22.16 Laboratory and Clinical Evaluation of Congenital Cataracts

Cataracts may be examined clinically in a variety of ways. Looking at the pupil with a handlight, will show a white opacity (termed leukocoria). Direct ophthalmoscopy can suggest the effect of the cataract on visual function since sharp visualization of retinal components such as the optic nerve and macula suggest that the patient can see out as well. In addition, a lens opacity can be silhouetted in the red reflex using either direct or retroillumination. However, a more definitive description of the lens opacity requires slit lamp biomicroscopy pupillary dilation, allowing both direct and retroillumination with magnification sufficient to visualize the lens opacity and define its morphological features.

After establishing the significance and classification of the cataract by type, the evaluation of a cataract consists of a careful assessment of its effect on the visual acuity and function. In very young children from 0 to 3 years old observation-fixing, following, covering alternative eyes, and observing the response are useful. If more accurate evaluation is required, visually evoked cortical responses, preferential looking, or the forced choice method may be used. As children grow older, the illiterate E or Allen cards using picture differentiation can be used, and once the child has mastered the alphabet a logEDTRS or Snellen chart may be used.

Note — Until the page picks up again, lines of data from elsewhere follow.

use anyhow::{Context, bail};

use cinedeck_metadata::omdb::DEFAULT_BASE_URL;

/// IMDb ids of the default "popular" catalogue shown at start.
pub const POPULAR_MOVIES: &[&str] = &[
    "tt0468569",
    "tt0133093",
    "tt0111161",
    "tt0109830",
    "tt0088763",
    "tt0382932",
    "tt0081505",
    "tt0078748",
    "tt0114369",
    "tt1375666",
    "tt0816692",
    "tt0090605",
    "tt0338013",
    "tt0112573",
    "tt0114709",
    "tt1049413",
    "tt0167260",
    "tt0080684",
    "tt0068646",
    "tt0110912",
    "tt0120737",
    "tt0120689",
];

#[derive(Debug, Clone, PartialEq, Eq)]
pub struct AppConfig {
    pub api_key: String,
    pub api_url: String,
    pub bind_addr: String,
    pub catalogue: Vec<String>,
}

impl AppConfig {
    pub fn from_env() -> anyhow::Result<Self> {
        Self::from_lookup(|key| std::env::var(key).ok())
    }

    /// Build the config from an arbitrary variable source.
    pub fn from_lookup(lookup: impl Fn(&str) -> Option<String>) -> anyhow::Result<Self> {
        let api_key = lookup("CINEDECK_OMDB_API_KEY")
            .filter(|k| !k.trim().is_empty())
            .context("CINEDECK_OMDB_API_KEY must be set")?;

        let api_url = lookup("CINEDECK_OMDB_URL").unwrap_or_else(|| DEFAULT_BASE_URL.to_string());
        let bind_addr = lookup("CINEDECK_BIND").unwrap_or_else(|| "0.0.0.0:8080".to_string());

        let catalogue = match lookup("CINEDECK_CATALOGUE") {
            Some(list) => {
                let ids = parse_id_list(&list);
                if ids.is_empty() {
                    bail!("CINEDECK_CATALOGUE contains no ids");
                }
                ids
            }
            None => POPULAR_MOVIES.iter().map(|s| s.to_string()).collect(),
        };

        Ok(Self {
            api_key,
            api_url,
            bind_addr,
            catalogue,
        })
    }
}

fn parse_id_list(list: &str) -> Vec<String> {
    list.split(',')
        .map(str::trim)
        .filter(|s| !s.is_empty())
        .map(|s| s.to_string())
        .collect()
}
//! In-memory holder of the currently displayed record set.
//!
//! The store keeps exactly one sequence of records in provider order. It is
//! replaced wholesale on every successful load and never merged.

use crate::types::{ALL_GENRES, MovieRecord};

#[derive(Debug, Clone, Default)]
pub struct MovieStore {
    records: Vec<MovieRecord>,
}

impl MovieStore {
    pub fn new() -> Self {
        Self::default()
    }

    /// Discard the previous sequence and install `records`.
    ///
    /// Records with `found = false` are dropped on the way in.
    pub fn replace_all(&mut self, records: Vec<MovieRecord>) {
        self.records = records.into_iter().filter(|r| r.found).collect();
    }

    pub fn current(&self) -> &[MovieRecord] {
        &self.records
    }

    /// Records whose genre list contains `genre` exactly, in stored order.
    ///
    /// `"all"` returns the whole sequence.
    pub fn filter_by_genre(&self, genre: &str) -> Vec<MovieRecord> {
        if genre == ALL_GENRES {
            return self.records.clone();
        }
        self.records
            .iter()
            .filter(|r| r.has_genre(genre))
            .cloned()
            .collect()
    }

    pub fn get(&self, id: &str) -> Option<&MovieRecord> {
        self.records.iter().find(|r| r.id == id)
    }

    pub fn len(&self) -> usize {
        self.records.len()
    }

    pub fn is_empty(&self) -> bool {
        self.records.is_empty()
    }
}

Not all congenital cataracts are genetic in origin, with perhaps the most common differential diagnosis being prenatal infections by viruses or other infectious diseases. Of these, rubella directly involves the lens while other infectious diseases such as toxoplasmosis, mumps, measles, chickenpox, herpes simplex, herpes zoster, influenza, echovirus type 3, and cytomegalovirus, cause uveitis (ocular inflammation). A good screen for these diseases is TORCH titers. Developmental disorders due to prematurity, with birth anoxia, low birth weight, central nervous system involvement characterized by seizures, cerebral palsy or hemiplegia, and retinopathy of prematurity. Multisystem syndromes including chromosomal abnormalities can be suggested by the clinical examination and tested by chromosome analysis or blood and urine chemistries specific for the disorder suspected. Some perinatal–postnatal problems such as hyperglycemia (associated with signs of diabetes) and hypocalcemia (usually characterized by tetany), can cause cataracts and can be detected using serum chemistries. Finally, cataracts may be associated with other ocular abnormalities including anterior chamber abnormalities such as Reiger syndrome, primary hyperplastic vitreous, and aniridia, or with retinopathies such as retinal dysplasia, Norrie disease, and microphthalmia.

22.17 Summary

Inherited congenital cataracts affect all populations throughout the world and are a significant cause of blindness in infants that require early diagnosis and prompt treatment. While clinically identical cataracts can be caused by mutations in different genes and identical mutations in the same gene can cause clinically different cataracts, it is possible to identify general correlations between some of the causative genes and specific cataract morphologies, which might be useful in guiding genetic diagnosis. Genes associated with congenital cataracts tend to belong to molecular or biochemical pathways important for lens development and homeostasis. While we have identified many genes, there remains much work to be done both in identifying the remaining causative genes and in understanding the molecular pathologies that lead to the common endpoint of lens opacity or cataract.